For me a big city is Istanbul, Athens, Moscow, London or other similar ones, where you need at least 2 weeks just to explore the major sights, where you go 1 hour with the metro, and still find yourself in a busy area of the city center. The sheer size of these cities (spread on a bigger area, because the average height of buildings is around 6-10 floors) is what gives you this feeling, plus the rush and the traffic...


----------



## royal rose1 (Oct 4, 2009)

Evil78 said:


> *+1*
> 
> Most of US cities (except, of course NY, CH) don't feel like big cities, because most of them have a small downtown with a few skyscrapers, and that's about it... The rest of it's residential area cannot be considered as a city, but more like a big village.
> For me a big city is Istanbul, Athens, Moscow, London or other similar ones, where you need at least 2 weeks just to explore the major sights, where you go 1 hour with the metro, and still find yourself in a busy area of the city center. The sheer size of these cities (spread on a bigger area, because the average height of buildings is around 6-10 floors) is what gives you this feeling, plus the rush and the traffic...


You guys are really out to get American cities haha. While I agree with you guys in GENERAL, I do feel there are many exceptions. I think cities like Oklahoma City, Cincinatti, Indianapolis, Jacksonville, etc epitomize what you're talking about. 

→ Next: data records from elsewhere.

//! Public client facade.
//!
//! [`DbClient`] ties the pieces together: configuration, the pool manager,
//! the retry path, streaming, and transactions. One client owns one pool;
//! it is cheap to clone and share across tasks.
//!
//! Every statement-running operation is bounded by a deadline, either the
//! statement's own [`timeout`](crate::models::Statement::timeout) or the
//! configured default. Hitting the deadline aborts the in-flight attempt,
//! returns its connection to the pool, and surfaces [`DbError::Timeout`]
//! without further retries. Dropping a returned future cancels the same way.

use crate::config::{ConfigError, DbConfig};
use crate::db::executor;
use crate::db::pool::{PoolManager, PoolStatus};
use crate::db::retry::{self, RetryPolicy};
use crate::db::stream::{self, RowStream};
use crate::db::transaction::Transaction;
use crate::error::{DbError, DbResult};
use crate::models::{DEFAULT_STREAM_BATCH_SIZE, QueryParam, Row, Statement};
use std::future::Future;
use std::sync::Arc;
use std::sync::atomic::{AtomicUsize, Ordering};
use std::time::Duration;
use tracing::debug;

/// Resilient database client over a managed connection pool.
#[derive(Debug, Clone)]
pub struct DbClient {
    manager: Arc<PoolManager>,
    policy: RetryPolicy,
}

impl DbClient {
    pub fn new(config: DbConfig) -> Self {
        let policy = RetryPolicy::from_config(&config.retry);
        Self {
            manager: Arc::new(PoolManager::new(config)),
            policy,
        }
    }

    /// Build a client from a connection URL, including pool and retry
    /// options from the query string.
    pub fn from_url(url: &str) -> Result<Self, ConfigError> {
        Ok(Self::new(DbConfig::from_url(url)?))
    }

    pub fn config(&self) -> &DbConfig {
        self.manager.config()
    }

    /// Establish the pool, retrying with exponential backoff.
    ///
    /// Idempotent while connected; concurrent callers observe the in-flight
    /// attempt instead of re-dialing.
    pub async fn connect(&self) -> DbResult<()> {
        self.manager.connect().await
    }

    /// Close the pool. Fails with [`DbError::NotConnected`] when there is
    /// nothing to close; afterwards every operation fails the same way until
    /// the next explicit [`connect`](Self::connect).
    pub async fn close(&self) -> DbResult<()> {
        self.manager.close().await
    }

    /// Probe the connection, reconnecting if the probe fails. Returns whether
    /// a usable pool is in place afterwards.
    pub async fn check_connection(&self) -> bool {
        self.manager.check_connection().await
    }

    /// Point-in-time pool health and sizing snapshot.
    pub async fn status(&self) -> PoolStatus {
        self.manager.status().await
    }

    /// Run a read statement and return every row.
    pub async fn execute_read(&self, statement: &Statement) -> DbResult<Vec<Row>> {
        debug!(sql = %statement.sql, "Executing read statement");
        let limit = self.statement_limit(statement);
        let acquire = self.acquire_timeout();
        self.bounded(
            "execute_read",
            limit,
            retry::run_retriable(
                &self.manager,
                &self.policy,
                "execute_read",
                |e| DbError::fatal_query(e, statement, acquire),
                async |pool| executor::fetch_all(&pool, &statement.sql, &statement.params).await,
            ),
        )
        .await
    }

    /// Run a write statement in auto-commit mode and return the affected-row
    /// count.
    pub async fn execute_write(&self, statement: &Statement) -> DbResult<u64> {
        debug!(sql = %statement.sql, "Executing write statement");
        let limit = self.statement_limit(statement);
        let acquire = self.acquire_timeout();
        self.bounded(
            "execute_write",
            limit,
            retry::run_retriable(
                &self.manager,
                &self.policy,
                "execute_write",
                |e| DbError::fatal_query(e, statement, acquire),
                async |pool| executor::execute_write(&pool, &statement.sql, &statement.params).await,
            ),
        )
        .await
    }

    /// Run a write statement that may also produce rows.
    ///
    /// Rows are `Some` only when the driver reported a result set with at
    /// least one row; a plain write returns `None`.
    pub async fn execute_write_returning(
        &self,
        statement: &Statement,
    ) -> DbResult<(u64, Option<Vec<Row>>)> {
        debug!(sql = %statement.sql, "Executing write statement with returning");
        let limit = self.statement_limit(statement);
        let acquire = self.acquire_timeout();
        self.bounded(
            "execute_write_returning",
            limit,
            retry::run_retriable(
                &self.manager,
                &self.policy,
                "execute_write_returning",
                |e| DbError::fatal_query(e, statement, acquire),
                async |pool| {
                    executor::execute_returning(&pool, &statement.sql, &statement.params).await
                },
            ),
        )
        .await
    }

    /// Run one statement once per parameter set, committing all sets together.
    ///
    /// The statement's own `params` are ignored; each set in `param_sets`
    /// binds one execution. All sets run on one connection inside a single
    /// driver transaction, so a failure rolls the whole batch back and a
    /// transient-failure retry cannot double-apply the early sets. Failure
    /// surfaces as [`DbError::BatchFailure`] naming the set that broke.
    pub async fn execute_batch(
        &self,
        statement: &Statement,
        param_sets: &[Vec<QueryParam>],
    ) -> DbResult<u64> {
        debug!(sql = %statement.sql, sets = param_sets.len(), "Executing batch");
        let limit = self.statement_limit(statement);
        let acquire = self.acquire_timeout();
        let sets = param_sets.len();
        let progress = AtomicUsize::new(0);
        self.bounded(
            "execute_batch",
            limit,
            retry::run_retriable(
                &self.manager,
                &self.policy,
                "execute_batch",
                |e| {
                    DbError::fatal_batch(
                        e,
                        &statement.sql,
                        progress.load(Ordering::Relaxed),
                        sets,
                        acquire,
                    )
                },
                async |pool| {
                    executor::execute_batch(&pool, &statement.sql, param_sets, &progress).await
                },
            ),
        )
        .await
    }

    /// Stream a result set in batches of [`DEFAULT_STREAM_BATCH_SIZE`] rows.
    ///
    /// See [`RowStream`] for delivery semantics; dropping the stream cancels
    /// the work and releases its connection.
    pub fn stream(&self, statement: Statement) -> RowStream {
        self.stream_with_batch_size(statement, DEFAULT_STREAM_BATCH_SIZE)
    }

    /// Stream a result set in batches of `batch_size` rows.
    pub fn stream_with_batch_size(&self, statement: Statement, batch_size: usize) -> RowStream {
        stream::spawn(
            Arc::clone(&self.manager),
            self.policy,
            statement,
            batch_size,
        )
    }

    /// Create a transaction handle. No connection is pinned until
    /// [`Transaction::begin`].
    pub fn transaction(&self) -> Transaction {
        Transaction::new(
            Arc::clone(&self.manager),
            self.config().retry.statement_timeout_or_default(),
        )
    }

    fn statement_limit(&self, statement: &Statement) -> Duration {
        statement
            .timeout
            .unwrap_or_else(|| self.config().retry.statement_timeout_or_default())
    }

    fn acquire_timeout(&self) -> Duration {
        self.config().pool.acquire_timeout_or_default()
    }

    /// Bound `work` by `limit`, including any retries and backoff waits it
    /// performs internally.
    async fn bounded<T>(
        &self,
        operation: &str,
        limit: Duration,
        work: impl Future<Output = DbResult<T>>,
    ) -> DbResult<T> {
        match tokio::time::timeout(limit, work).await {
            Ok(result) => result,
            Err(_) => Err(DbError::timeout(operation, limit)),
        }
    }
}
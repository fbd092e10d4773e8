// SPDX-License-Identifier: MIT
// SPDX-FileCopyrightText: 2025-2026 natyamatsya contributors
//
// Deterministic descriptor-slot layout shared by the launcher and the
// workers. The launcher relocates every pipe end to a slot computed from
// `(rank, peer, role)` before forking; a worker can then address any of its
// channels as a pure function of its own rank, with no rendezvous.
//
// Three disjoint slot regions:
//   point-to-point  20..=655   one pipe per ordered pair of ranks
//   tree            697..=898  up/down pipes along the binary-heap tree
//   relay           900..=971  rank 0 <-> rank r pipes for rooted collectives
//
// Tree slots are grouped per heap node `m = rank + 1`: the six descriptors
// `700 + 6m - 3 ..= 700 + 6m + 2` all belong to that node (three read ends,
// then three write ends). Pipes toward heap nodes beyond the world size are
// still created so the per-node slot blocks stay uniform; nobody keeps
// their far ends.

use std::os::unix::io::RawFd;

/// Upper bound on the world size accepted by the launcher.
pub const MAX_WORLD_SIZE: usize = 16;

// ---------------------------------------------------------------------------
// Point-to-point slots
// ---------------------------------------------------------------------------

/// Slot where rank `me` reads traffic sent by `from`.
pub fn p2p_read_slot(me: usize, from: usize) -> RawFd {
    (20 * (2 * me + 1) + from) as RawFd
}

/// Slot where rank `me` writes traffic addressed to `to`.
pub fn p2p_write_slot(me: usize, to: usize) -> RawFd {
    (40 * (to + 1) + me) as RawFd
}

// ---------------------------------------------------------------------------
// Tree slots (heap node m = rank + 1, children 2m and 2m+1)
// ---------------------------------------------------------------------------

fn node(rank: usize) -> usize {
    rank + 1
}

/// Rank of the left child in the collective tree, if it is in the world.
pub fn left_child(rank: usize, size: usize) -> Option<usize> {
    let c = 2 * node(rank) - 1;
    (c < size).then_some(c)
}

/// Rank of the right child in the collective tree, if it is in the world.
pub fn right_child(rank: usize, size: usize) -> Option<usize> {
    let c = 2 * node(rank);
    (c < size).then_some(c)
}

/// Rank of the parent in the collective tree (`None` for rank 0).
pub fn parent(rank: usize) -> Option<usize> {
    (rank > 0).then(|| node(rank) / 2 - 1)
}

/// Slot where `rank` writes the byte/payload going up to its parent.
pub fn tree_up_write_slot(rank: usize) -> RawFd {
    (700 + 6 * node(rank)) as RawFd
}

/// Slot where `rank` reads what its parent sends down.
pub fn tree_down_read_slot(rank: usize) -> RawFd {
    (700 + 6 * node(rank) - 3) as RawFd
}

/// Slot where `rank` reads what child `which` (0 = left, 1 = right) sends up.
pub fn tree_up_read_slot(rank: usize, which: usize) -> RawFd {
    (700 + 6 * node(rank) + 1 + which - 3) as RawFd
}

/// Slot where `rank` writes what it sends down to child `which`.
pub fn tree_down_write_slot(rank: usize, which: usize) -> RawFd {
    (700 + 6 * node(rank) + 1 + which) as RawFd
}

// ---------------------------------------------------------------------------
// Relay slots (rank 0 <-> rank r, r > 0)
// ---------------------------------------------------------------------------

/// Rank 0 reads rank `r`'s relayed payload here.
pub fn relay_up_read_slot(r: usize) -> RawFd {
    (900 + 4 * (r + 1) + 1) as RawFd
}

/// Rank `r` writes its relayed payload toward rank 0 here.
pub fn relay_up_write_slot(r: usize) -> RawFd {
    (900 + 4 * (r + 1) + 2) as RawFd
}

/// Rank `r` reads the payload relayed back from rank 0 here.
pub fn relay_down_read_slot(r: usize) -> RawFd {
    (900 + 4 * (r + 1) + 3) as RawFd
}

/// Rank 0 writes the payload relayed to rank `r` here.
pub fn relay_down_write_slot(r: usize) -> RawFd {
    (900 + 4 * (r + 1)) as RawFd
}

// ---------------------------------------------------------------------------
// SlotTable
// ---------------------------------------------------------------------------

/// The complete set of pipes a launch of `n` workers creates, with per-rank
/// ownership. Built identically in the launcher (to create and relocate)
/// and in each worker (to close everything it does not own).
pub struct SlotTable {
    n: usize,
}

impl SlotTable {
    pub fn new(n: usize) -> SlotTable {
        SlotTable { n }
    }

    /// Every pipe to create, as `(read slot, write slot)` pairs.
    pub fn pipes(&self) -> Vec<(RawFd, RawFd)> {
        let n = self.n;
        let mut out = Vec::new();
        for to in 0..n {
            for from in 0..n {
                if from != to {
                    out.push((p2p_read_slot(to, from), p2p_write_slot(from, to)));
                }
            }
        }
        for rank in 0..n {
            let m = node(rank);
            for which in 0..2 {
                // up: heap node 2m+which -> node m
                out.push((
                    tree_up_read_slot(rank, which),
                    (700 + 6 * (2 * m + which)) as RawFd,
                ));
                // down: node m -> heap node 2m+which
                out.push((
                    (700 + 6 * (2 * m + which) - 3) as RawFd,
                    tree_down_write_slot(rank, which),
                ));
            }
        }
        for r in 1..n {
            out.push((relay_up_read_slot(r), relay_up_write_slot(r)));
            out.push((relay_down_read_slot(r), relay_down_write_slot(r)));
        }
        out
    }

    /// Every relocated slot, read and write ends alike.
    pub fn all_slots(&self) -> Vec<RawFd> {
        self.pipes()
            .into_iter()
            .flat_map(|(r, w)| [r, w])
            .collect()
    }

    /// The slots rank `rank` keeps across exec. Everything else in
    /// `all_slots` must be closed before the worker program runs so EOF
    /// semantics stay accurate.
    pub fn owned_by(&self, rank: usize) -> Vec<RawFd> {
        let n = self.n;
        let mut out = Vec::new();
        for peer in 0..n {
            if peer != rank {
                out.push(p2p_read_slot(rank, peer));
                out.push(p2p_write_slot(rank, peer));
            }
        }
        for which in 0..2 {
            out.push(tree_up_read_slot(rank, which));
            out.push(tree_down_write_slot(rank, which));
        }
        if rank > 0 {
            out.push(tree_up_write_slot(rank));
            out.push(tree_down_read_slot(rank));
            out.push(relay_up_write_slot(rank));
            out.push(relay_down_read_slot(rank));
        } else {
            for r in 1..n {
                out.push(relay_up_read_slot(r));
                out.push(relay_down_write_slot(r));
            }
        }
        out
    }
}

But cities like San Antonio, Portland, New York, Austin, Washington DC, etc. feel accurately sized.


----------



## royal rose1 (Oct 4, 2009)

Fitzrovian said:


> Charlotte feels big?? Its CBD is about 8 by 9 blocks. And as soon as you are out of the CBD you are basically in suburbia. I think you are making the mistake of confusing a few shiny skyscrapers and multi-lane freeways for a big city feel. I am not saying those are completely irrelevant, but that's not what most people in the world have in mind when they think of a big city.


I feel like what makes a big city has a lot to do with the amenities it offers, for instance, Charlotte has an NBA team, an NFL team, an Imax theater, many fortune 500 companies headquartered in its downtown, it's recently built some large condo buildings, it's got a NASCAR racetrack, and more! Indeed, Charlotte epitomizes suburbia, but downtown feels very large.


----------



## Fitzrovian (Oct 12, 2011)

royal rose1 said:


> You guys are really out to get American cities haha. While I agree with you guys in GENERAL, I do feel there are many exceptions. I think cities like Oklahoma City, Cincinatti, Indianapolis, Jacksonville, etc epitomize what you're talking about.
> 
> But cities like San Antonio, Portland, New York, Austin, Washington DC, etc. feel accurately sized.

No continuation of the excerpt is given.